[Dataset items]
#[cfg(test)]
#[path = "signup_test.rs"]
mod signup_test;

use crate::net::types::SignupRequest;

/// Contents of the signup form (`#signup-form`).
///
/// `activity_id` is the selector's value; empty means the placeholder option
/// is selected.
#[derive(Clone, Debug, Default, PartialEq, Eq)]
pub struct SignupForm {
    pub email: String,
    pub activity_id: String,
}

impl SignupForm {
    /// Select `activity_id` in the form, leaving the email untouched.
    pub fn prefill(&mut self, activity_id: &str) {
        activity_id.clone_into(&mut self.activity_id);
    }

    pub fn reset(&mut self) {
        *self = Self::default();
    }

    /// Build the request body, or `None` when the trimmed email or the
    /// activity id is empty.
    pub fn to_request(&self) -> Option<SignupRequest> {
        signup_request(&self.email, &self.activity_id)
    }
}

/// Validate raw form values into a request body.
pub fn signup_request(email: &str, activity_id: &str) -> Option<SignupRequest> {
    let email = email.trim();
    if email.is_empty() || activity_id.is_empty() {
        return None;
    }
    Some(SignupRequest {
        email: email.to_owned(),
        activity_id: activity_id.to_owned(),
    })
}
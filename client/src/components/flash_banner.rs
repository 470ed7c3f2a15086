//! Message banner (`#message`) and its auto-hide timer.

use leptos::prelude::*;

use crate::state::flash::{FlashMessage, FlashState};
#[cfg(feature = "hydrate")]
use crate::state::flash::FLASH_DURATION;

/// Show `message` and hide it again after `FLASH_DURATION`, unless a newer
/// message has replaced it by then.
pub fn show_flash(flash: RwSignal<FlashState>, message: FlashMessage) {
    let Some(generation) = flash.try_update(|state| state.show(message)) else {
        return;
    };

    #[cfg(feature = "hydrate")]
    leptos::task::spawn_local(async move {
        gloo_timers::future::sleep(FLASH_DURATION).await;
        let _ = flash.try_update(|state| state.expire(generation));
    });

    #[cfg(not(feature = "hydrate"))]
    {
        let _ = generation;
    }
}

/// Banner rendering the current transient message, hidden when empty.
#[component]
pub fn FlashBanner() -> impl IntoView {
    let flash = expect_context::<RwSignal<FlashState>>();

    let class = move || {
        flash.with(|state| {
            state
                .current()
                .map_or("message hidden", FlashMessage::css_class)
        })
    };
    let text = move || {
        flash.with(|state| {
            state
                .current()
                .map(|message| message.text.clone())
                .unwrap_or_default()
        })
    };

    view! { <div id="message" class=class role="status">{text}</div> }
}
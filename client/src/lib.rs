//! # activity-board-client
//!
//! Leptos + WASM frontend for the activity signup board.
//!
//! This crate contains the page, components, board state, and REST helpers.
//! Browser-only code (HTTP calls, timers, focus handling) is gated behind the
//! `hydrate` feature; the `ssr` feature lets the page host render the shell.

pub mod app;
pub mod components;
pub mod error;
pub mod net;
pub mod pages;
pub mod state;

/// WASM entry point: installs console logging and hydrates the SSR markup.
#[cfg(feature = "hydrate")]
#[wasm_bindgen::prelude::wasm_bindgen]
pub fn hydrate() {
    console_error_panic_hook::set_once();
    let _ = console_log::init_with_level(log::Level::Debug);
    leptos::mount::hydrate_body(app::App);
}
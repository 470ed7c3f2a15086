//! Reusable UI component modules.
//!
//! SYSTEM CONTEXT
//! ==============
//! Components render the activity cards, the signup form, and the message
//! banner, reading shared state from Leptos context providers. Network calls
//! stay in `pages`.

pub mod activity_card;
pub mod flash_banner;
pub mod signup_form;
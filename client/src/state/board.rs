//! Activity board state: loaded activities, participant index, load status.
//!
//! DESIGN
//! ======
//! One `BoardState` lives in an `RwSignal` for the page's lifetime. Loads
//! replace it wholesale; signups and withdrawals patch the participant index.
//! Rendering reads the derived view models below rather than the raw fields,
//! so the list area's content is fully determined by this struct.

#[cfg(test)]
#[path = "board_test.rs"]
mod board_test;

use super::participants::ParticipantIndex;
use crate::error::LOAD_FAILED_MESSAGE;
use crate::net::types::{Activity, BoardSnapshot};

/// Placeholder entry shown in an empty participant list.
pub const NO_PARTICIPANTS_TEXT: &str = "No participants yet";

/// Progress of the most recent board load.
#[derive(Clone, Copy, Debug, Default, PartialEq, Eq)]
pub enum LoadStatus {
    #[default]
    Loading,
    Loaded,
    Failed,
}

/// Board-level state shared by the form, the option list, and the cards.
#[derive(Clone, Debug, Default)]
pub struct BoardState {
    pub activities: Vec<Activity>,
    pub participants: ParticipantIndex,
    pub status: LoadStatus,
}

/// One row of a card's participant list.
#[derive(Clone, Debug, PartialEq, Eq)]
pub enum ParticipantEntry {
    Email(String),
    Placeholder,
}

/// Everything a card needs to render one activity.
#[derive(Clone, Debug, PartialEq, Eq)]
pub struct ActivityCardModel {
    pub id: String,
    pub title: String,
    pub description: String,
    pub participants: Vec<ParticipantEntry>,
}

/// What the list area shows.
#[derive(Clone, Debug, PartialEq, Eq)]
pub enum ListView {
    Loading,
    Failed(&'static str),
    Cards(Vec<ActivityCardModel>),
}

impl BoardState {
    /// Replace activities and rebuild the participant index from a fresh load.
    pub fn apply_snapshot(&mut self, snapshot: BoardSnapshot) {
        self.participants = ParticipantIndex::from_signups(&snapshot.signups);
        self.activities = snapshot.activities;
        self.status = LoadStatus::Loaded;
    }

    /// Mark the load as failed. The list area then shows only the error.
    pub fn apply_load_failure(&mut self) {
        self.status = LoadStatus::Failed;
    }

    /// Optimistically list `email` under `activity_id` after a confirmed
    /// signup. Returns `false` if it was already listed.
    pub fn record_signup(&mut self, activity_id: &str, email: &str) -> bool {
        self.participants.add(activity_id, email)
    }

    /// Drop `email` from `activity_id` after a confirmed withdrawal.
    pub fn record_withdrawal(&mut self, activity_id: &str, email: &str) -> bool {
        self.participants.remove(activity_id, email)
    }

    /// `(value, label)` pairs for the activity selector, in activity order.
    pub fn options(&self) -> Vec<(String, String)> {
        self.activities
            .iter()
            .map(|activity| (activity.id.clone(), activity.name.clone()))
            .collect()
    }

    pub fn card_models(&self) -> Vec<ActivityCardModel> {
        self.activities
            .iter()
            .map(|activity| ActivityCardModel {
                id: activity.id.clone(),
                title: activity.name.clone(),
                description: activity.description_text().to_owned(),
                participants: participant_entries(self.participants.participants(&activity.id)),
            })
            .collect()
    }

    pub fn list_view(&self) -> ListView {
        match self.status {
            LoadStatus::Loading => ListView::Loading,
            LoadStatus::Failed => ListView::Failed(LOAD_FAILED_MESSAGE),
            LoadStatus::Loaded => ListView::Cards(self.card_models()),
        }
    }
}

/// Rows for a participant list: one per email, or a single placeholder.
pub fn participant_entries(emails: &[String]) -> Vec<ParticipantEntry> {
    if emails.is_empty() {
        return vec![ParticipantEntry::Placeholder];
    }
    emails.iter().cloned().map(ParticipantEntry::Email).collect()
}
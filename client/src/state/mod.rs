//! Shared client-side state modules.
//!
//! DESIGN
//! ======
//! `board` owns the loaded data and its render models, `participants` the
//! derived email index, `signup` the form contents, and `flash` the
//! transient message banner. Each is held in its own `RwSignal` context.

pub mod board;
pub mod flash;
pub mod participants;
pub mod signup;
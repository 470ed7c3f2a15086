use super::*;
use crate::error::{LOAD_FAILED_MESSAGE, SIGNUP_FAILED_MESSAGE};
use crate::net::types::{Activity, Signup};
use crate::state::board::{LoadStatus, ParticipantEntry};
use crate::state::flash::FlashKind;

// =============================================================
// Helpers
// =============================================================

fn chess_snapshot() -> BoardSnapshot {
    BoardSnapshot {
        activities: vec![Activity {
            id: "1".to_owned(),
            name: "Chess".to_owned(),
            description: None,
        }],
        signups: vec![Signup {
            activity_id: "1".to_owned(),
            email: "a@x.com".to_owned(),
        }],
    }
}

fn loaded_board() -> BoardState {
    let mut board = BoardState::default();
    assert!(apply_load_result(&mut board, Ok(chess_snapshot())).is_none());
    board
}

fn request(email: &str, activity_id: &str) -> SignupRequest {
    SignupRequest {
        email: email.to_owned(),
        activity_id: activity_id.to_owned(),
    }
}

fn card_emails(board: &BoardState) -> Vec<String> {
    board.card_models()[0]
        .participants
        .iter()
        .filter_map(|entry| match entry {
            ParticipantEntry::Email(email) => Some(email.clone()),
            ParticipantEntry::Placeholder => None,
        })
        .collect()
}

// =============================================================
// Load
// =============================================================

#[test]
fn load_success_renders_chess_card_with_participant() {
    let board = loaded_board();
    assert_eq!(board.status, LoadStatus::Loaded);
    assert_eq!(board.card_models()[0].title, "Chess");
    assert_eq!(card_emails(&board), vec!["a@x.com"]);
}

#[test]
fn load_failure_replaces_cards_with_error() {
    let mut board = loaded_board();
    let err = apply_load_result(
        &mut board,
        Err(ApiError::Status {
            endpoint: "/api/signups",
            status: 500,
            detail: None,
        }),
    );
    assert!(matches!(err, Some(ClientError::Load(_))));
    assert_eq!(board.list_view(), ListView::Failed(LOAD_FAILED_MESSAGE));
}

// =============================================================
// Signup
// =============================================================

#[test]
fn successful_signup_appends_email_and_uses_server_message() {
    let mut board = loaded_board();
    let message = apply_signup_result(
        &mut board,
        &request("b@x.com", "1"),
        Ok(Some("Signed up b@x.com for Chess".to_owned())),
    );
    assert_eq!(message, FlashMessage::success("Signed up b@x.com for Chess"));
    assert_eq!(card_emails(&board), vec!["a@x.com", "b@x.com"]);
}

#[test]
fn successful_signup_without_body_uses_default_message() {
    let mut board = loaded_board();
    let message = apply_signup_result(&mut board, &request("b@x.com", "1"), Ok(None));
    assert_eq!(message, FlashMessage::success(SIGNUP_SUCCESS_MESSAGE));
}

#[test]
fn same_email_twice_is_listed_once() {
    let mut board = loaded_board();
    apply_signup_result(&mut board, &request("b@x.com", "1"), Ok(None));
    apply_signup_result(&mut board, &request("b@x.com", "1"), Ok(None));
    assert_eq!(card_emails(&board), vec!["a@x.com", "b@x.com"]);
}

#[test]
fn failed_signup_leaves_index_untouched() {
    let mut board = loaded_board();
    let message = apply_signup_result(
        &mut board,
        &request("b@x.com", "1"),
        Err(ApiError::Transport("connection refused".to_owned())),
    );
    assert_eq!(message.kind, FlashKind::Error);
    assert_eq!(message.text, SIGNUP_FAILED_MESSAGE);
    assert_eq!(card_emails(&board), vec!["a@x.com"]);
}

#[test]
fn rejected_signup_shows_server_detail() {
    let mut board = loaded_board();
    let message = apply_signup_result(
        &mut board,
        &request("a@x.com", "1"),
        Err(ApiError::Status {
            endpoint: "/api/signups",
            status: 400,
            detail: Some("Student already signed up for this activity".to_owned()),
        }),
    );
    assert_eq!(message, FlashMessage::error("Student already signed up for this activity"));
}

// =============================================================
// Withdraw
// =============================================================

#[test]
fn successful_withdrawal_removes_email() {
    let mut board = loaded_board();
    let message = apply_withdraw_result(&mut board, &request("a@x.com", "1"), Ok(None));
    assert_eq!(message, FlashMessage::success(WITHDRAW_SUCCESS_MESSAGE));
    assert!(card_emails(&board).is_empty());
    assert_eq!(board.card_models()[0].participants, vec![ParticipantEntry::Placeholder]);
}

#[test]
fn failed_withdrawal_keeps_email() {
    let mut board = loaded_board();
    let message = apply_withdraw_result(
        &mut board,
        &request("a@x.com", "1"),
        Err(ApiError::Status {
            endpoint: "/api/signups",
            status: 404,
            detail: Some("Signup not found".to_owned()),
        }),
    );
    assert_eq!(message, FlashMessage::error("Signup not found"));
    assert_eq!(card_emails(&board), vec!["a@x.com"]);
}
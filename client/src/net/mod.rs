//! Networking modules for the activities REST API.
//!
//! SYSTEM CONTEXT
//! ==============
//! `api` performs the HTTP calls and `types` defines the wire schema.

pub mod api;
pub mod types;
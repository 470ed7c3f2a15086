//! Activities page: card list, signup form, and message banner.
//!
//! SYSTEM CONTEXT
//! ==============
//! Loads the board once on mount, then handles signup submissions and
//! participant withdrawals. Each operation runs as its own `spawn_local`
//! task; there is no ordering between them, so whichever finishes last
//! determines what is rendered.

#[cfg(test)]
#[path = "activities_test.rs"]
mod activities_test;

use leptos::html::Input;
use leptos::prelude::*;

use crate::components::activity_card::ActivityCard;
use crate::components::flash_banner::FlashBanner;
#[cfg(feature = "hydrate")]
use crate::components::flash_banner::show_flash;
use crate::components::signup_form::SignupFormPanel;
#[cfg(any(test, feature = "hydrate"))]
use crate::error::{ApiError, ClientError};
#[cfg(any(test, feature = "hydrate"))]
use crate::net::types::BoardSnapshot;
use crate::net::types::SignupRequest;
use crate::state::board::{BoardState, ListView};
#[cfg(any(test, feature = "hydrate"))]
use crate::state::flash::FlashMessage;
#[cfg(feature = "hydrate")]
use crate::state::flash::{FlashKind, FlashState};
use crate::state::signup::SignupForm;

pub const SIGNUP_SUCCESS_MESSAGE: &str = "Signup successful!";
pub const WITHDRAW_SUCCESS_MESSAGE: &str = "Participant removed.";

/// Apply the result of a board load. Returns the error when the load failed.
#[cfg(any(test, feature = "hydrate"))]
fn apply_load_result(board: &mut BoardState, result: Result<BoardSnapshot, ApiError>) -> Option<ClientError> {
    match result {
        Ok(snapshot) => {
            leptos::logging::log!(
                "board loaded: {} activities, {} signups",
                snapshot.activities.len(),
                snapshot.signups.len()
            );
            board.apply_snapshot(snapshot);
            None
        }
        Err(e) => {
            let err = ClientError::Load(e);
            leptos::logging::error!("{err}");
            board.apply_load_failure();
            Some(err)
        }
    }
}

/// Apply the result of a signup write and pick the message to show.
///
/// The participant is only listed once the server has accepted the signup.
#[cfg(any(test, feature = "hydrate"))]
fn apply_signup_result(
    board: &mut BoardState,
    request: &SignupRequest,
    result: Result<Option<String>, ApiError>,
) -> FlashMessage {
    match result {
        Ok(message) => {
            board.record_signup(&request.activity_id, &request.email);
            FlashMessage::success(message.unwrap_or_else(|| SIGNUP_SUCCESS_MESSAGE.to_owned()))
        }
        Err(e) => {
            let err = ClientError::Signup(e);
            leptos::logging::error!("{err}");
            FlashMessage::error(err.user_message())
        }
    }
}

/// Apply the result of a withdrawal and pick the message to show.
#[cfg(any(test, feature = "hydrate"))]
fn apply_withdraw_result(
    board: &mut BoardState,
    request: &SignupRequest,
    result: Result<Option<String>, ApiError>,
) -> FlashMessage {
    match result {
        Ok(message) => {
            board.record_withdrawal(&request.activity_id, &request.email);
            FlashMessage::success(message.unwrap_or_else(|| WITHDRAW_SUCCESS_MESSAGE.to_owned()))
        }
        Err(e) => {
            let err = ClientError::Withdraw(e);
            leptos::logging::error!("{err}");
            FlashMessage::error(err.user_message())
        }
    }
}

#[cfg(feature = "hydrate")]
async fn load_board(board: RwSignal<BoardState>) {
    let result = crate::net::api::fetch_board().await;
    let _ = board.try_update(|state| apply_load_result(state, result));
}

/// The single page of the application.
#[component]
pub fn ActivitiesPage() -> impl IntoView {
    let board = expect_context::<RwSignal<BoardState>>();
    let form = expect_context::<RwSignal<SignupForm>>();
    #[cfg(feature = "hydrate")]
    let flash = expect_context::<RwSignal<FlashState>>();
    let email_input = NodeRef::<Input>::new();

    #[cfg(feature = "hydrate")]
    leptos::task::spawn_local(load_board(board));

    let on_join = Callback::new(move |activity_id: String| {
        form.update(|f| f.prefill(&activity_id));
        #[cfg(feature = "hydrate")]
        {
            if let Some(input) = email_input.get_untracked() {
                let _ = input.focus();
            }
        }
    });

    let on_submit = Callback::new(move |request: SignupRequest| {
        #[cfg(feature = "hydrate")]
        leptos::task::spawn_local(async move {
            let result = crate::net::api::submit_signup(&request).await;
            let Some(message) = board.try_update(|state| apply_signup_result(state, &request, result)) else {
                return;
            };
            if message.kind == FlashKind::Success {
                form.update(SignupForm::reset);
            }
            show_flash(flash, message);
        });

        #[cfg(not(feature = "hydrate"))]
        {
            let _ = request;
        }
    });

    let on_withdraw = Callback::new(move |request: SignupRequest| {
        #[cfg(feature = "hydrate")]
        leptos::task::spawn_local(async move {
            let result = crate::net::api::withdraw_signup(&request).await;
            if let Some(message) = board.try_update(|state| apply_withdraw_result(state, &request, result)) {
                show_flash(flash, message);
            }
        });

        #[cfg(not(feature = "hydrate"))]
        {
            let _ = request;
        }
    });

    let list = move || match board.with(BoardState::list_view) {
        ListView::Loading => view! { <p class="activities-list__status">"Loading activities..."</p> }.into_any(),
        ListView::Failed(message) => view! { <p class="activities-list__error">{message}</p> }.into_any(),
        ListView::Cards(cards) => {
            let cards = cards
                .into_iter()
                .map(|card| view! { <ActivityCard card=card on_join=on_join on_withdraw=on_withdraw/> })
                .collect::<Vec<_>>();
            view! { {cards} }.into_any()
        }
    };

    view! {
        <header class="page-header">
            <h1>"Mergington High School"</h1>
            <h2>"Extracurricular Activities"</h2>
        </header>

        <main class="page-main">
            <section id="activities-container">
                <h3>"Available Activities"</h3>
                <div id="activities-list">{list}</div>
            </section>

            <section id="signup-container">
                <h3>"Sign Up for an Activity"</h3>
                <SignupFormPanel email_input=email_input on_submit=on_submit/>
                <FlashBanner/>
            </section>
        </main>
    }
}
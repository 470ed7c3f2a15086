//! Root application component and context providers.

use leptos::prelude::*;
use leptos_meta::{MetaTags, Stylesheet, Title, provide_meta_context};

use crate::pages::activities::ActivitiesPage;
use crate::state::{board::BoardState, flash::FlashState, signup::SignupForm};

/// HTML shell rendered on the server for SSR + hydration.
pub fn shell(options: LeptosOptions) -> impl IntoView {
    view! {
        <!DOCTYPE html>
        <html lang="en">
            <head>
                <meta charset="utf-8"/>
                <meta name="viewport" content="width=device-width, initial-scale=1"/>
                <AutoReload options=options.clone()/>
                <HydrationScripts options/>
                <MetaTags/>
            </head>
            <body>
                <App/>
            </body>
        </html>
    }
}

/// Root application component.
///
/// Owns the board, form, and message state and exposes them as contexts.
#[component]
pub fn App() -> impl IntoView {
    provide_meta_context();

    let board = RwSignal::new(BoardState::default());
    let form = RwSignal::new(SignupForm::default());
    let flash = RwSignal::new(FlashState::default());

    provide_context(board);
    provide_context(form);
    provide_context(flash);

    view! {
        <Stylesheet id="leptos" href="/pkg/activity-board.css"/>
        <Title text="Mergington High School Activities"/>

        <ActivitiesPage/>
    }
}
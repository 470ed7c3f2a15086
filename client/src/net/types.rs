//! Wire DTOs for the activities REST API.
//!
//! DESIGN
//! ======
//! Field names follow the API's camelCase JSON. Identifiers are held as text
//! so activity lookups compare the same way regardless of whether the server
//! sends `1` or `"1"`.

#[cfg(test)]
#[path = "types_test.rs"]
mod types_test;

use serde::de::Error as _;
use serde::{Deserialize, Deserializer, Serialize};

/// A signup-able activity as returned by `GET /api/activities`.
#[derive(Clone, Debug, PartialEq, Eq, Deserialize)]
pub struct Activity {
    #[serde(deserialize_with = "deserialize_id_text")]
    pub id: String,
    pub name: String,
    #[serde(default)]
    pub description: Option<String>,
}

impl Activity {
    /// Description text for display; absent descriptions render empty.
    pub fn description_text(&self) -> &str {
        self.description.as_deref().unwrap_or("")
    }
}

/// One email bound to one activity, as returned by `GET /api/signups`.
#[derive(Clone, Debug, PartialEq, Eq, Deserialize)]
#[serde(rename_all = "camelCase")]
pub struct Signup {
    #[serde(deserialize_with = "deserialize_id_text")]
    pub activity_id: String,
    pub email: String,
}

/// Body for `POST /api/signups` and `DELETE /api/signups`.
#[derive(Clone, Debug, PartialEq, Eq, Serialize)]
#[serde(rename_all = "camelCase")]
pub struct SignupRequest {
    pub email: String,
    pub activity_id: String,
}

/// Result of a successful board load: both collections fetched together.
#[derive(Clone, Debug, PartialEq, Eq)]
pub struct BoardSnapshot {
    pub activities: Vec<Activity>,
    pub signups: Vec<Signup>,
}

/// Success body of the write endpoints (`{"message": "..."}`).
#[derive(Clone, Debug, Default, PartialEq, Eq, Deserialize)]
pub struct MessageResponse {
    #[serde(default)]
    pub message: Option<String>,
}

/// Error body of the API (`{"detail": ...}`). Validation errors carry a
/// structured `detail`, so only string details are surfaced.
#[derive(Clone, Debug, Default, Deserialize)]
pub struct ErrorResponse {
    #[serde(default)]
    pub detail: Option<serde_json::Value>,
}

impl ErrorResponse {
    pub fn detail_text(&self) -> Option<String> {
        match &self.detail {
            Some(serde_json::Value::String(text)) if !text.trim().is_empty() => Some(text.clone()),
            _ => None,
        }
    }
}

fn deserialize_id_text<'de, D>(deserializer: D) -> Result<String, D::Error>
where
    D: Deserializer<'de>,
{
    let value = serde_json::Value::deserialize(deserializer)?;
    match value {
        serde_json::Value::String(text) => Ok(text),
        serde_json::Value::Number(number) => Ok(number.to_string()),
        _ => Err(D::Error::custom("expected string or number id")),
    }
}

- Requirement
Bring together all lines in the records where the word "after" is found.

- Response to this task
/// Show `message` and hide it again after `FLASH_DURATION`, unless a newer
    /// Optimistically list `email` under `activity_id` after a confirmed
    /// Drop `email` from `activity_id` after a confirmed withdrawal.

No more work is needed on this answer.